I was born September 20, 1946 in Louisville, Kentucky; the fourth in a family of six children. Five of us grew up together. My younger brother was adopted long after the rest of us were grown and out of the house. My father, William T. McConnell, Jr., was an attorney and Vice President of Lincoln Income Life Insurance Co. My mother, June Redding McConnell was a homemaker, seamstress and artist.
As a young family man, my dad was fresh from surviving WWII (See picture). In thankfulness for having survived the war of all wars, he promised God he would go to church and insisted on taking me and all my siblings with him. I lived a rather idyllic home life. I grew up in a beautiful home in the country with miles of countryside to play in. I had good parents, attended a three room grade school and we lived well. We had well water (We did have running water.) a woods and a creek to play in, a great dog, lots of great food to eat and didn't have to live under the constant observation of an adult. I graduated in 1964 from Eastern High School in Louisville, Kentucky. While in high school I participated in many sports: baseball, basketball, cross-country, and football and dating a great gal. My older brother and I were one year apart in school and shared sports, friends, social life and a room. He was the good son and I wasn't.
My brother, sisters and I went to Sunday School and church and most everything else in between. It was not a bad experience. The pastor was a family friend and a very nice guy. The sermons were boring and not what I could call deeply spiritual. He used to put his hand on my head and say, "This one is going to be a preacher." I am told that I would respond by slapping his hand and giving him a good cussing.
As I entered my teen years, life became difficult between my father and me. I wasn't exactly rebellious, but I certainly wasn't compliant. I did just about whatever I pleased and then paid the consequences for my behavior. I was an A-B student with some C's scattered around and played several sports – football and baseball seriously. I had a very tumultuous and painful high school romance with one of the prettiest girls in school. Late in our senior year she was angry with me and ran off and married someone else. As they say, that left a mark.
When I went away to college, I went away to college. No suit-casing, weekend visits home for me. I also left the church, not because I disliked it, but because it was irrelevant. God just didn't really factor into my life. Because of injuries, I didn't play sports. I replaced those interests and activities with politics and drinking. I was deeply involved in both and held many political offices on campus culminating with being elected President of the Student Body. My plan, my dream, was to go to law school, become involved in Kentucky politics and become a United States Senator from the state of Kentucky. All of that changed.
In the summer of 1965 my older brother and I spent the summer driving across the country.
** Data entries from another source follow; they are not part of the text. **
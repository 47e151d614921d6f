//! Match event stream.
//!
//! Resolved matches, generation swaps, and runtime adds are published to
//! subscribers over bounded channels. Publishing is lossy: a subscriber
//! that falls behind loses events (counted, observable) rather than ever
//! stalling the match path.

use std::sync::atomic::{AtomicBool, AtomicU64, Ordering};
use std::sync::{Arc, RwLock};
use std::time::Duration;

use crossbeam_channel::{bounded, Receiver, Sender};
use serde::{Deserialize, Serialize};

use crate::score::{MatchMethod, Score};
use crate::template::TemplateId;

/// Characters kept in query/answer previews carried by events and logs.
pub const PREVIEW_CHARS: usize = 50;

/// Identifier of one event subscription.
#[derive(Debug, Clone, Copy, PartialEq, Eq, Hash, Serialize, Deserialize)]
#[serde(transparent)]
pub struct SubscriberId(u64);

impl SubscriberId {
    const fn new(raw: u64) -> Self {
        Self(raw)
    }
}

/// Observable engine activity.
#[derive(Debug, Clone, PartialEq, Serialize, Deserialize)]
#[serde(tag = "type", rename_all = "snake_case")]
pub enum MatchEvent {
    /// A query resolved to a template answer.
    Resolved {
        template_id: TemplateId,
        category: String,
        method: MatchMethod,
        score: Score,
        query_preview: String,
        answer_preview: String,
    },

    /// A generation built from a source scan was published.
    Reloaded {
        version: u64,
        template_count: usize,
    },

    /// A template was appended at runtime.
    TemplateAdded {
        template_id: TemplateId,
    },
}

/// Truncates text to [`PREVIEW_CHARS`] characters, marking the cut.
#[must_use]
pub(crate) fn preview(text: &str) -> String {
    let mut out: String = text.chars().take(PREVIEW_CHARS).collect();
    if out.chars().count() < text.chars().count() {
        out.push_str("...");
    }
    out
}

/// Subscriber registry and lossy fan-out.
#[derive(Debug)]
pub struct EventBus {
    subscribers: RwLock<Vec<(SubscriberId, Sender<MatchEvent>)>>,
    next_id: AtomicU64,
    dropped: AtomicU64,
    capacity: usize,
}

impl EventBus {
    /// Creates a bus whose subscriber channels hold `capacity` events.
    #[must_use]
    pub fn new(capacity: usize) -> Self {
        Self {
            subscribers: RwLock::new(Vec::new()),
            next_id: AtomicU64::new(0),
            dropped: AtomicU64::new(0),
            capacity: capacity.max(1),
        }
    }

    /// Registers a subscriber and returns its stream handle.
    #[must_use]
    pub fn subscribe(self: &Arc<Self>) -> EventStream {
        let id = SubscriberId::new(self.next_id.fetch_add(1, Ordering::Relaxed));
        let (tx, rx) = bounded(self.capacity);
        if let Ok(mut subscribers) = self.subscribers.write() {
            subscribers.push((id, tx));
        }
        EventStream {
            id,
            rx,
            bus: Arc::clone(self),
            unsubscribed: AtomicBool::new(false),
        }
    }

    /// Fans an event out to all subscribers without blocking. Full or
    /// disconnected subscribers drop the event and bump the counter.
    pub fn publish(&self, event: &MatchEvent) {
        let Ok(subscribers) = self.subscribers.read() else {
            return;
        };
        for (_, tx) in subscribers.iter() {
            if tx.try_send(event.clone()).is_err() {
                self.dropped.fetch_add(1, Ordering::Relaxed);
            }
        }
    }

    /// Number of live subscriptions.
    #[must_use]
    pub fn subscriber_count(&self) -> usize {
        self.subscribers.read().map_or(0, |subscribers| subscribers.len())
    }

    /// Events dropped because a subscriber was full or gone.
    #[must_use]
    pub fn dropped_events(&self) -> u64 {
        self.dropped.load(Ordering::Relaxed)
    }

    fn unsubscribe(&self, id: SubscriberId) {
        if let Ok(mut subscribers) = self.subscribers.write() {
            subscribers.retain(|(existing, _)| *existing != id);
        }
    }
}

/// A subscription stream for match events.
///
/// Dropping the stream unregisters it.
#[derive(Debug)]
pub struct EventStream {
    id: SubscriberId,
    rx: Receiver<MatchEvent>,
    bus: Arc<EventBus>,
    unsubscribed: AtomicBool,
}

impl EventStream {
    /// The subscription id backing this stream.
    #[must_use]
    pub const fn subscriber_id(&self) -> SubscriberId {
        self.id
    }

    /// Returns the next buffered event, if any.
    #[must_use]
    pub fn try_recv(&self) -> Option<MatchEvent> {
        self.rx.try_recv().ok()
    }

    /// Waits up to `timeout` for the next event. The bus is lossy, so
    /// absence means nothing arrived, never an error.
    #[must_use]
    pub fn recv_timeout(&self, timeout: Duration) -> Option<MatchEvent> {
        self.rx.recv_timeout(timeout).ok()
    }

    /// Explicit unregistration; idempotent.
    pub fn unsubscribe(&self) {
        if !self.unsubscribed.swap(true, Ordering::AcqRel) {
            self.bus.unsubscribe(self.id);
        }
    }
}

impl Drop for EventStream {
    fn drop(&mut self) {
        self.unsubscribe();
    }
}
It was an amazing experience. We bought a used Chevrolet station wagon (See picture), loaded it up with camping equipment and took off to discover America. We ate one meal a day and usually slept on the ground in roadside parks along to the way. We bathed once every other week whether we needed to or not. We looked bad and we smelled bad. But we were having a ball.
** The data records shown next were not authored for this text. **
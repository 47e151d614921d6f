//! Template types: stored question/answer pairs with matching metadata.
//!
//! Templates are immutable once created. Their variation set is computed
//! at construction and never recomputed, so a template can be shared
//! freely across generations.

use std::collections::BTreeSet;
use std::fmt;

use serde::{Deserialize, Serialize};

use crate::error::ValidationError;
use crate::variation;

/// Source label for templates added at runtime rather than loaded from file.
pub const RUNTIME_SOURCE: &str = "runtime";

/// Category assigned when neither the row nor the caller supplies one.
pub const DEFAULT_CATEGORY: &str = "General";

/// Priority assigned when the row or caller supplies none.
pub const DEFAULT_PRIORITY: i32 = 1;

/// Identifier of a template within one generation of the collection.
///
/// Ids are insertion-order sequence numbers. A reload rebuilds the
/// collection and restarts the sequence; the generation version
/// disambiguates ids across rebuilds.
///
/// # Examples
///
/// ```
/// use tanya::TemplateId;
///
/// let id = TemplateId::new(3);
/// assert_eq!(id.as_usize(), 3);
/// ```
#[derive(
    Debug, Clone, Copy, PartialEq, Eq, Hash, PartialOrd, Ord, Serialize, Deserialize, Default,
)]
#[serde(transparent)]
pub struct TemplateId(usize);

impl TemplateId {
    /// Creates a template ID from a sequence number.
    #[must_use]
    pub const fn new(raw: usize) -> Self {
        Self(raw)
    }

    /// Returns the underlying sequence number.
    #[must_use]
    pub const fn as_usize(&self) -> usize {
        self.0
    }
}

impl fmt::Display for TemplateId {
    fn fmt(&self, f: &mut fmt::Formatter<'_>) -> fmt::Result {
        write!(f, "{}", self.0)
    }
}

/// A stored question/answer pair.
///
/// The answer is returned verbatim on a match; the question is the
/// canonical text all three strategies score against.
///
/// # Examples
///
/// ```
/// use tanya::{Template, TemplateId};
///
/// let template = Template::new(TemplateId::new(0), "Apa itu AI?", "Kecerdasan buatan")
///     .unwrap()
///     .with_category("General")
///     .with_priority(2);
/// assert!(template.matches_exactly("apa itu ai"));
/// ```
#[derive(Debug, Clone, Serialize, Deserialize)]
pub struct Template {
    /// Insertion-order identity within the collection.
    pub id: TemplateId,

    /// Canonical source text, trimmed.
    pub question: String,

    /// Response text returned verbatim on match.
    pub answer: String,

    /// Free-text grouping label.
    pub category: String,

    /// Higher wins ties; dominates score during ranking.
    pub priority: i32,

    /// Free-text labels; not consulted by ranking.
    #[serde(default)]
    pub tags: BTreeSet<String>,

    /// Provenance label: source file name or [`RUNTIME_SOURCE`].
    pub source_file: String,

    /// Normalized lexical rewrites of the question, computed once.
    pub variations: BTreeSet<String>,
}

impl Template {
    /// Creates a template with default category, priority, and provenance.
    ///
    /// Question and answer are trimmed before validation.
    ///
    /// # Errors
    ///
    /// Returns `ValidationError::EmptyQuestion` or
    /// `ValidationError::EmptyAnswer` when the respective field is blank
    /// after trimming.
    pub fn new(
        id: TemplateId,
        question: impl Into<String>,
        answer: impl Into<String>,
    ) -> Result<Self, ValidationError> {
        let question = question.into().trim().to_string();
        let answer = answer.into().trim().to_string();
        if question.is_empty() {
            return Err(ValidationError::EmptyQuestion);
        }
        if answer.is_empty() {
            return Err(ValidationError::EmptyAnswer);
        }

        let variations = variation::variations_of(&question);
        Ok(Self {
            id,
            question,
            answer,
            category: DEFAULT_CATEGORY.to_string(),
            priority: DEFAULT_PRIORITY,
            tags: BTreeSet::new(),
            source_file: RUNTIME_SOURCE.to_string(),
            variations,
        })
    }

    /// Sets the category. A blank value keeps the current category, so
    /// empty CSV cells fall through to the file default.
    #[must_use]
    pub fn with_category(mut self, category: impl Into<String>) -> Self {
        let category = category.into().trim().to_string();
        if !category.is_empty() {
            self.category = category;
        }
        self
    }

    /// Sets the priority.
    #[must_use]
    pub const fn with_priority(mut self, priority: i32) -> Self {
        self.priority = priority;
        self
    }

    /// Sets the tags, trimming each and dropping blanks.
    #[must_use]
    pub fn with_tags(mut self, tags: impl IntoIterator<Item = String>) -> Self {
        self.tags = tags
            .into_iter()
            .map(|tag| tag.trim().to_string())
            .filter(|tag| !tag.is_empty())
            .collect();
        self
    }

    /// Sets the provenance label.
    #[must_use]
    pub fn with_source_file(mut self, source_file: impl Into<String>) -> Self {
        self.source_file = source_file.into();
        self
    }

    /// Returns true if the folded query equals one of this template's
    /// variations.
    #[must_use]
    pub fn matches_exactly(&self, folded_query: &str) -> bool {
        self.variations.contains(folded_query)
    }
}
During our trip my brother spoke to me about knowing God. He explained that it wasn't about religion; it was about having a personal relationship with God. I became a born again Christian that summer. Not much changed in my life. It was a slow start. Just before my senior year I sensed a call to ministry. I struggled with that because I had other plans. I went on a three month drinking binge and was thrown out of school. I connived my way back in and graduated. I made peace with God and agreed to go to seminary.
That Fall I married and started seminary. We were married about two years before we had our first child, Mack (William Thomas McConnell, IV). I worked at night and went to school full time in the day. Life was all a blur those years. While at Asbury Theological Seminary I experienced the revival of 1970 and that caused me to start stop viewing God as theoretical and to experience Him as real. I saw miracles. Even after graduating in 1971 I still didn't get ordained or work in the church. Soon our second child was born, Meg (Margaret Francis McConnell).
In the fall of 1972 my home church called me to be a Youth Minister. That changed my life. My time at Beargrass Christian Church in Louisville was amazing. We saw God do some great things in the lives of dozens of kids.
After leaving Beargrass, I took a small church in a tiny town in Iowa. The church flourished and we made some great friends. Two more wonderful children were born into the family. I went for more education and l and received a Doctor of Ministry degree from Kingsway Theological Seminary. I also worked at the Iowa Training School for Girls and the Iowa State Juvenile Home. My marriage got crappy but I didn't notice. Things finally got so bad that I quit the church before I was asked to resign.
After leaving Beargrass, I took a small church in a tiny town in Iowa. The church flourished and we made some great friends. Two more wonderful children were born into the family. I went for more education and l and received a Doctor of Ministry degree from Kingsway Theological Seminary. I also worked at the Iowa Training School for Girls and the Iowa State Juvenile Home. My marriage got crappy but I didn't notice. Things finally got so bad that I quit the church before I was asked to resign.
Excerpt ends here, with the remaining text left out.